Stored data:
//! CloudEvents-style envelope used on the message broker.

use chrono::{DateTime, Utc};
use serde::{Deserialize, Serialize, de::DeserializeOwned};
use thiserror::Error;
use uuid::Uuid;

/// Errors raised while building or reading an envelope.
#[derive(Debug, Error)]
pub enum EnvelopeError {
    #[error("missing envelope field: {0}")]
    MissingField(&'static str),

    #[error("Serialization error: {0}")]
    Serialization(#[from] serde_json::Error),
}

/// An event as it travels between services.
///
/// `data` carries the typed payload as plain JSON; the `type` field tells the
/// receiver how to decode it.
#[derive(Debug, Clone, PartialEq, Serialize, Deserialize)]
pub struct IntegrationEvent {
    /// Unique identifier for this message.
    pub id: Uuid,

    /// The service that produced the event.
    pub source: String,

    /// The event type (e.g. "booking.accepted").
    #[serde(rename = "type")]
    pub event_type: String,

    /// When the event was produced.
    pub time: DateTime<Utc>,

    pub data: serde_json::Value,
}

impl IntegrationEvent {
    /// Creates a new envelope builder.
    pub fn builder() -> IntegrationEventBuilder {
        IntegrationEventBuilder::default()
    }

    /// Parses an envelope from raw message bytes.
    pub fn from_slice(bytes: &[u8]) -> Result<Self, EnvelopeError> {
        Ok(serde_json::from_slice(bytes)?)
    }

    /// Serializes the envelope into message bytes.
    pub fn to_vec(&self) -> Result<Vec<u8>, EnvelopeError> {
        Ok(serde_json::to_vec(self)?)
    }

    /// Decodes the payload into a typed value.
    pub fn parse_data<T: DeserializeOwned>(&self) -> Result<T, EnvelopeError> {
        Ok(T::deserialize(&self.data)?)
    }
}

/// Builder for constructing envelopes.
#[derive(Debug, Default)]
pub struct IntegrationEventBuilder {
    id: Option<Uuid>,
    source: Option<String>,
    event_type: Option<String>,
    time: Option<DateTime<Utc>>,
    data: Option<serde_json::Value>,
}

impl IntegrationEventBuilder {
    /// Sets the message ID. If not set, a new ID will be generated.
    pub fn id(mut self, id: Uuid) -> Self {
        self.id = Some(id);
        self
    }

    pub fn source(mut self, source: impl Into<String>) -> Self {
        self.source = Some(source.into());
        self
    }

    pub fn event_type(mut self, event_type: impl Into<String>) -> Self {
        self.event_type = Some(event_type.into());
        self
    }

    /// Sets the time. If not set, the current time will be used.
    pub fn time(mut self, time: DateTime<Utc>) -> Self {
        self.time = Some(time);
        self
    }

    /// Sets the payload from a serializable value.
    pub fn data<T: Serialize>(mut self, data: &T) -> Result<Self, EnvelopeError> {
        self.data = Some(serde_json::to_value(data)?);
        Ok(self)
    }

    /// Sets the payload from a raw JSON value.
    pub fn data_raw(mut self, data: serde_json::Value) -> Self {
        self.data = Some(data);
        self
    }

    /// Builds the envelope, failing if source, type or data are missing.
    pub fn build(self) -> Result<IntegrationEvent, EnvelopeError> {
        Ok(IntegrationEvent {
            id: self.id.unwrap_or_else(Uuid::new_v4),
            source: self.source.ok_or(EnvelopeError::MissingField("source"))?,
            event_type: self
                .event_type
                .ok_or(EnvelopeError::MissingField("type"))?,
            time: self.time.unwrap_or_else(Utc::now),
            data: self.data.ok_or(EnvelopeError::MissingField("data"))?,
        })
    }
}

#[cfg(test)]
mod tests {
    use super::*;

    #[test]
    fn envelope_builder() {
        let envelope = IntegrationEvent::builder()
            .source("service-booking")
            .event_type("booking.accepted")
            .data_raw(serde_json::json!({"booking_number": "BK-ABCDEF"}))
            .build()
            .unwrap();

        assert_eq!(envelope.source, "service-booking");
        assert_eq!(envelope.event_type, "booking.accepted");
        assert_eq!(envelope.data["booking_number"], "BK-ABCDEF");
        assert!(!envelope.id.is_nil());
    }

    #[test]
    fn envelope_build_fails_on_missing_fields() {
        let result = IntegrationEvent::builder().source("service-booking").build();
        assert!(matches!(result, Err(EnvelopeError::MissingField("type"))));
    }

    #[test]
    fn envelope_wire_shape() {
        let envelope = IntegrationEvent::builder()
            .source("service-payment")
            .event_type("payment.escrow_released")
            .data_raw(serde_json::json!({}))
            .build()
            .unwrap();

        let json: serde_json::Value =
            serde_json::from_slice(&envelope.to_vec().unwrap()).unwrap();
        assert_eq!(json["type"], "payment.escrow_released");
        assert!(json.get("event_type").is_none());
        assert!(json["id"].is_string());
        assert!(json["time"].is_string());

        let parsed = IntegrationEvent::from_slice(&envelope.to_vec().unwrap()).unwrap();
        assert_eq!(parsed, envelope);
    }

    #[test]
    fn envelope_rejects_garbage() {
        assert!(IntegrationEvent::from_slice(b"not json").is_err());
        assert!(IntegrationEvent::from_slice(br#"{"type":"x"}"#).is_err());
    }
}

PROMPT: Your answer must be an exact transcription of all the data above.

EXERCISE SOLUTION:
//! CloudEvents-style envelope used on the message broker.

use chrono::{DateTime, Utc};
use serde::{Deserialize, Serialize, de::DeserializeOwned};
use thiserror::Error;
use uuid::Uuid;

/// Errors raised while building or reading an envelope.
#[derive(Debug, Error)]
pub enum EnvelopeError {
    #[error("missing envelope field: {0}")]
    MissingField(&'static str),

    #[error("Serialization error: {0}")]
    Serialization(#[from] serde_json::Error),
}

/// An event as it travels between services.
///
/// `data` carries the typed payload as plain JSON; the `type` field tells the
/// receiver how to decode it.
#[derive(Debug, Clone, PartialEq, Serialize, Deserialize)]
pub struct IntegrationEvent {
    /// Unique identifier for this message.
    pub id: Uuid,

    /// The service that produced the event.
    pub source: String,

    /// The event type (e.g. "booking.accepted").
    #[serde(rename = "type")]
    pub event_type: String,

    /// When the event was produced.
    pub time: DateTime<Utc>,

    pub data: serde_json::Value,
}

impl IntegrationEvent {
    /// Creates a new envelope builder.
    pub fn builder() -> IntegrationEventBuilder {
        IntegrationEventBuilder::default()
    }

    /// Parses an envelope from raw message bytes.
    pub fn from_slice(bytes: &[u8]) -> Result<Self, EnvelopeError> {
        Ok(serde_json::from_slice(bytes)?)
    }

    /// Serializes the envelope into message bytes.
    pub fn to_vec(&self) -> Result<Vec<u8>, EnvelopeError> {
        Ok(serde_json::to_vec(self)?)
    }

    /// Decodes the payload into a typed value.
    pub fn parse_data<T: DeserializeOwned>(&self) -> Result<T, EnvelopeError> {
        Ok(T::deserialize(&self.data)?)
    }
}

/// Builder for constructing envelopes.
#[derive(Debug, Default)]
pub struct IntegrationEventBuilder {
    id: Option<Uuid>,
    source: Option<String>,
    event_type: Option<String>,
    time: Option<DateTime<Utc>>,
    data: Option<serde_json::Value>,
}

impl IntegrationEventBuilder {
    /// Sets the message ID. If not set, a new ID will be generated.
    pub fn id(mut self, id: Uuid) -> Self {
        self.id = Some(id);
        self
    }

    pub fn source(mut self, source: impl Into<String>) -> Self {
        self.source = Some(source.into());
        self
    }

    pub fn event_type(mut self, event_type: impl Into<String>) -> Self {
        self.event_type = Some(event_type.into());
        self
    }

    /// Sets the time. If not set, the current time will be used.
    pub fn time(mut self, time: DateTime<Utc>) -> Self {
        self.time = Some(time);
        self
    }

    /// Sets the payload from a serializable value.
    pub fn data<T: Serialize>(mut self, data: &T) -> Result<Self, EnvelopeError> {
        self.data = Some(serde_json::to_value(data)?);
        Ok(self)
    }

    /// Sets the payload from a raw JSON value.
    pub fn data_raw(mut self, data: serde_json::Value) -> Self {
        self.data = Some(data);
        self
    }

    /// Builds the envelope, failing if source, type or data are missing.
    pub fn build(self) -> Result<IntegrationEvent, EnvelopeError> {
        Ok(IntegrationEvent {
            id: self.id.unwrap_or_else(Uuid::new_v4),
            source: self.source.ok_or(EnvelopeError::MissingField("source"))?,
            event_type: self
                .event_type
                .ok_or(EnvelopeError::MissingField("type"))?,
            time: self.time.unwrap_or_else(Utc::now),
            data: self.data.ok_or(EnvelopeError::MissingField("data"))?,
        })
    }
}

#[cfg(test)]
mod tests {
    use super::*;

    #[test]
    fn envelope_builder() {
        let envelope = IntegrationEvent::builder()
            .source("service-booking")
            .event_type("booking.accepted")
            .data_raw(serde_json::json!({"booking_number": "BK-ABCDEF"}))
            .build()
            .unwrap();

        assert_eq!(envelope.source, "service-booking");
        assert_eq!(envelope.event_type, "booking.accepted");
        assert_eq!(envelope.data["booking_number"], "BK-ABCDEF");
        assert!(!envelope.id.is_nil());
    }

    #[test]
    fn envelope_build_fails_on_missing_fields() {
        let result = IntegrationEvent::builder().source("service-booking").build();
        assert!(matches!(result, Err(EnvelopeError::MissingField("type"))));
    }

    #[test]
    fn envelope_wire_shape() {
        let envelope = IntegrationEvent::builder()
            .source("service-payment")
            .event_type("payment.escrow_released")
            .data_raw(serde_json::json!({}))
            .build()
            .unwrap();

        let json: serde_json::Value =
            serde_json::from_slice(&envelope.to_vec().unwrap()).unwrap();
        assert_eq!(json["type"], "payment.escrow_released");
        assert!(json.get("event_type").is_none());
        assert!(json["id"].is_string());
        assert!(json["time"].is_string());

        let parsed = IntegrationEvent::from_slice(&envelope.to_vec().unwrap()).unwrap();
        assert_eq!(parsed, envelope);
    }

    #[test]
    fn envelope_rejects_garbage() {
        assert!(IntegrationEvent::from_slice(b"not json").is_err());
        assert!(IntegrationEvent::from_slice(br#"{"type":"x"}"#).is_err());
    }
}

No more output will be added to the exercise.